The links of 'Scots' to England and historic Northumberland in particular? Forget it! 'Wee' is middle English and is a colloquialism for the act of urinating in some parts of England, but the Scots must have their way - logic out the window!

Of course, the UK has many dialects. But if you're going to claim 'Scots' is a language ('Aye' is an English word, by the way. Ever been to the North of England? It's even used down south!) then it cannot be a national language, because it's not used nationally. A lot of it is English, or derived from English, and it cannot be called 'Scots' because most Scots don't use it. 

It's not national.

Hope that's clear...

Scotland shows its insecurity and pettiness with this kind of illogical nonsense, nothing else.

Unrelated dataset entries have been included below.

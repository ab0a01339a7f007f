//! Error taxonomy shared by every layer of the core: framing, PDU codec,
//! client FSM, and server FSM all report through this single enum.

use std::fmt;

/// Result alias used throughout the crate.
pub type Result<T> = std::result::Result<T, Error>;

/// Modbus exception codes as defined by the protocol (returned in the single
/// payload byte of an exception reply).
#[derive(Debug, Clone, Copy, PartialEq, Eq, Hash)]
#[cfg_attr(feature = "serde", derive(serde::Serialize, serde::Deserialize))]
pub enum ExceptionCode {
    IllegalFunction,
    IllegalDataAddress,
    IllegalDataValue,
    ServerFailure,
    Acknowledge,
    ServerBusy,
    MemoryParity,
    GatewayPathUnavailable,
    GatewayTargetNoResponse,
    /// Any code the protocol defines that this enum does not name explicitly.
    Other(u8),
}

impl ExceptionCode {
    pub fn from_u8(code: u8) -> Self {
        match code {
            1 => Self::IllegalFunction,
            2 => Self::IllegalDataAddress,
            3 => Self::IllegalDataValue,
            4 => Self::ServerFailure,
            5 => Self::Acknowledge,
            6 => Self::ServerBusy,
            8 => Self::MemoryParity,
            10 => Self::GatewayPathUnavailable,
            11 => Self::GatewayTargetNoResponse,
            other => Self::Other(other),
        }
    }

    pub fn to_u8(self) -> u8 {
        match self {
            Self::IllegalFunction => 1,
            Self::IllegalDataAddress => 2,
            Self::IllegalDataValue => 3,
            Self::ServerFailure => 4,
            Self::Acknowledge => 5,
            Self::ServerBusy => 6,
            Self::MemoryParity => 8,
            Self::GatewayPathUnavailable => 10,
            Self::GatewayTargetNoResponse => 11,
            Self::Other(code) => code,
        }
    }
}

impl fmt::Display for ExceptionCode {
    fn fmt(&self, f: &mut fmt::Formatter<'_>) -> fmt::Result {
        let name = match self {
            Self::IllegalFunction => "illegal function",
            Self::IllegalDataAddress => "illegal data address",
            Self::IllegalDataValue => "illegal data value",
            Self::ServerFailure => "server device failure",
            Self::Acknowledge => "acknowledge",
            Self::ServerBusy => "server device busy",
            Self::MemoryParity => "memory parity error",
            Self::GatewayPathUnavailable => "gateway path unavailable",
            Self::GatewayTargetNoResponse => "gateway target device failed to respond",
            Self::Other(_) => "unrecognized exception code",
        };
        write!(f, "{} (0x{:02x})", name, self.to_u8())
    }
}

/// The full error taxonomy. `Ok` covers the `OK` status from the protocol
/// design; every other status maps to a variant here.
#[derive(Debug, thiserror::Error, Clone, Copy, PartialEq, Eq)]
pub enum Error {
    /// No response/progress within the configured deadline. Transient;
    /// the client FSM retries automatically up to `max_retries`.
    #[error("operation timed out")]
    Timeout,

    /// The transport reported a hard failure; the connection is likely
    /// unusable until the caller reconnects it.
    #[error("transport error")]
    Transport,

    /// Caller supplied a value outside the limits the protocol allows
    /// (e.g. quantity out of range, illegal coil value).
    #[error("invalid request: {reason}")]
    InvalidRequest { reason: &'static str },

    /// API misuse: a null/empty buffer, zero capacity, etc.
    #[error("invalid argument: {reason}")]
    InvalidArgument { reason: &'static str },

    /// A pool or queue is full.
    #[error("no resources available")]
    NoResources,

    /// RTU CRC-16 mismatch.
    #[error("CRC mismatch: expected 0x{expected:04x}, got 0x{actual:04x}")]
    Crc { expected: u16, actual: u16 },

    /// The byte stream violates framing rules (bad silence timing, bad
    /// MBAP length field, truncated frame).
    #[error("framing error: {reason}")]
    Framing { reason: &'static str },

    /// The peer replied with a Modbus exception.
    #[error("exception reply: {0}")]
    Exception(ExceptionCode),

    /// The operation was cancelled locally.
    #[error("operation cancelled")]
    Cancelled,
}

impl From<std::io::Error> for Error {
    fn from(_: std::io::Error) -> Self {
        Error::Transport
    }
}
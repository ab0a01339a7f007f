//! Server (slave) FSM: fixed storage regions, an optional custom handler
//! table, and broadcast/listen-only aware dispatch. Grounded in the
//! per-function-code handler naming of `server.rs`'s
//! `handle_read_holding_registers`/`handle_write_single_coil`/etc., rewritten
//! from async/Redis-backed storage to synchronous fixed-array regions.

use crate::bytes::{read_u16_be, unpack_bits};
use crate::dedup::{frame_hash, DuplicateFilter};
use crate::diagnostics::{Diagnostics, EventKind, EventStatus};
use crate::error::{Error, ExceptionCode, Result};
use crate::mbap::{self, MbapPoll, MbapReceiver};
use crate::pdu::{self, Pdu};
use crate::rtu::{self, RtuPoll, RtuReceiver, RtuTiming};
use crate::transport::Transport;

const MAX_FRAME: usize = 260;
const MAX_REGIONS: usize = 8;
const MAX_HANDLERS: usize = 8;

#[derive(Debug, Clone, Copy, PartialEq, Eq)]
pub enum RegionKind {
    Coil,
    DiscreteInput,
    HoldingRegister,
    InputRegister,
}

/// A contiguous address range bound to a backing array. Registers live in
/// `u16` slots; coils/discretes live one bit per `bool` slot for simplicity
/// (still no heap — a fixed-size `[bool; N]` backing, not a `Vec<bool>`).
pub enum Backing<'a> {
    Registers(&'a mut [u16]),
    Bits(&'a mut [bool]),
}

struct Region<'a> {
    start: u16,
    count: u16,
    kind: RegionKind,
    read_only: bool,
    backing: Backing<'a>,
}

impl<'a> Region<'a> {
    fn covers(&self, kind: RegionKind, start: u16, count: u16) -> bool {
        if self.kind != kind {
            return false;
        }
        let end = start as u32 + count as u32;
        let region_end = self.start as u32 + self.count as u32;
        start as u32 >= self.start as u32 && end <= region_end
    }

    fn offset(&self, address: u16) -> usize {
        (address - self.start) as usize
    }
}

/// Custom per-function-code handler, taking precedence over storage
/// lookup. Returning `Err` maps to `SERVER_FAILURE` unless the error is
/// already `Exception(_)`, in which case that code is used directly.
pub type Handler = fn(unit_id: u8, payload: &[u8]) -> Result<Pdu>;

#[derive(Debug, Clone, Copy, PartialEq, Eq)]
enum FsmState {
    Idle,
    Rx,
    Dispatch,
    BuildReply,
    Tx,
}

enum Mode {
    Rtu(RtuReceiver),
    Tcp(MbapReceiver),
}

pub struct ServerFsm<'a> {
    unit_id: u8,
    listen_only: bool,
    regions: [Option<Region<'a>>; MAX_REGIONS],
    handlers: [Option<(u8, Handler)>; MAX_HANDLERS],
    mode: Mode,
    state: FsmState,
    tx_buf: [u8; MAX_FRAME],
    tx_len: usize,
    tx_sent: usize,
    pending_unit: u8,
    pending_tid: u16,
    pending_pdu: Option<Pdu>,
    pending_broadcast: bool,
    dedup: Option<DuplicateFilter<8>>,
    pub diag: Diagnostics,
}
//! Windowed duplicate-frame filter: suppresses repeated frames arriving
//! within a short age-out window, as happens on noisy RTU links with
//! retransmitting masters.

/// Default window size/age-out used by `ServerConfig`/`ClientConfig`
/// unless overridden via configuration.
pub const DEFAULT_WINDOW_SIZE: usize = 8;
pub const DEFAULT_WINDOW_MS: u64 = 500;

#[derive(Debug, Clone, Copy, Default)]
struct Entry {
    hash: u64,
    timestamp_ms: u64,
    occupied: bool,
}

/// A light mix of `(unit, function_code, first 4 payload bytes)` — cheap,
/// not cryptographic; collisions are accepted and counted as
/// `false_positives` when the underlying bytes actually differ.
pub fn frame_hash(unit_id: u8, function: u8, payload: &[u8]) -> u64 {
    let mut buf = [0u8; 4];
    let n = payload.len().min(4);
    buf[..n].copy_from_slice(&payload[..n]);
    let mut h = (unit_id as u64) << 56 | (function as u64) << 48;
    h ^= u32::from_be_bytes(buf) as u64;
    h
}

pub struct DuplicateFilter<const N: usize> {
    entries: [Entry; N],
    window_ms: u64,
    last_added_hash: Option<u64>,
    pub frames_checked: u64,
    pub duplicates_found: u64,
    pub false_positives: u64,
}

impl<const N: usize> DuplicateFilter<N> {
    pub fn new(window_ms: u64) -> Self {
        Self {
            entries: [Entry::default(); N],
            window_ms,
            last_added_hash: None,
            frames_checked: 0,
            duplicates_found: 0,
            false_positives: 0,
        }
    }

    pub fn with_default_window() -> Self {
        Self::new(DEFAULT_WINDOW_MS)
    }

    /// Drops entries older than the window relative to `now`.
    pub fn age_out(&mut self, now: u64) {
        for e in self.entries.iter_mut() {
            if e.occupied && now.saturating_sub(e.timestamp_ms) > self.window_ms {
                e.occupied = false;
            }
        }
    }

    /// Returns whether `hash` is a recent duplicate. Does not insert it;
    /// call `add` separately once the caller decides to accept the frame.
    pub fn check(&mut self, hash: u64, now: u64) -> bool {
        self.frames_checked += 1;
        self.age_out(now);
        let hit = self.entries.iter().any(|e| e.occupied && e.hash == hash);
        if hit {
            self.duplicates_found += 1;
            if self.last_added_hash != Some(hash) {
                self.false_positives += 1;
            }
        }
        hit
    }

    /// Records `hash` as seen at `now`, evicting the oldest slot if full.
    pub fn add(&mut self, hash: u64, now: u64) {
        self.last_added_hash = Some(hash);
        if let Some(free) = self.entries.iter_mut().find(|e| !e.occupied) {
            *free = Entry {
                hash,
                timestamp_ms: now,
                occupied: true,
            };
            return;
        }
        // Full: evict the oldest entry.
        let oldest = self
            .entries
            .iter_mut()
            .min_by_key(|e| e.timestamp_ms)
            .expect("N > 0");
        *oldest = Entry {
            hash,
            timestamp_ms: now,
            occupied: true,
        };
    }

    /// Clears the window, required whenever identity changes or a batch is
    /// aborted.
    pub fn clear(&mut self) {
        self.entries = [Entry::default(); N];
        self.last_added_hash = None;
    }
}

#[cfg(test)]
mod tests {
    use super::*;

    #[test]
    fn detects_repeat_within_window() {
        let mut f = DuplicateFilter::<8>::new(500);
        let h = frame_hash(0x11, 0x03, &[0x00, 0x00, 0x00, 0x02]);
        assert!(!f.check(h, 100));
        f.add(h, 100);
        assert!(f.check(h, 200));
    }

    #[test]
    fn ages_out_after_window() {
        let mut f = DuplicateFilter::<8>::new(500);
        let h = frame_hash(0x11, 0x03, &[0, 0, 0, 2]);
        f.add(h, 0);
        assert!(f.check(h, 100));
        assert!(!f.check(h, 700));
    }

    #[test]
    fn evicts_oldest_when_full() {
        let mut f = DuplicateFilter::<2>::new(5000);
        let h1 = frame_hash(1, 3, &[0, 0, 0, 1]);
        let h2 = frame_hash(1, 3, &[0, 0, 0, 2]);
        let h3 = frame_hash(1, 3, &[0, 0, 0, 3]);
        f.add(h1, 0);
        f.add(h2, 10);
        f.add(h3, 20);
        assert!(!f.check(h1, 30));
        assert!(f.check(h3, 30));
    }
}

Brick by brick, Scotland is becoming a madhouse - bursting with 'woke' mentality (England and Wales are the same on that score), fake victimhood (Wales has a dose of that too), jingoism (they were, of course, disproportionately active in colonising during the British Empire), historic revisionism, anti-English rhetoric, jealousy, and exclusivity - while pretending to love the world. But not their nearest neighbours - a far more multi-ethnic country than theirs.

And the Barnett Formula, the West Lothian Question and asymmetric national devolution...

A country of five million - an ever more jingoistic and deranged elite amongst its numbers - in a UK nation of how many?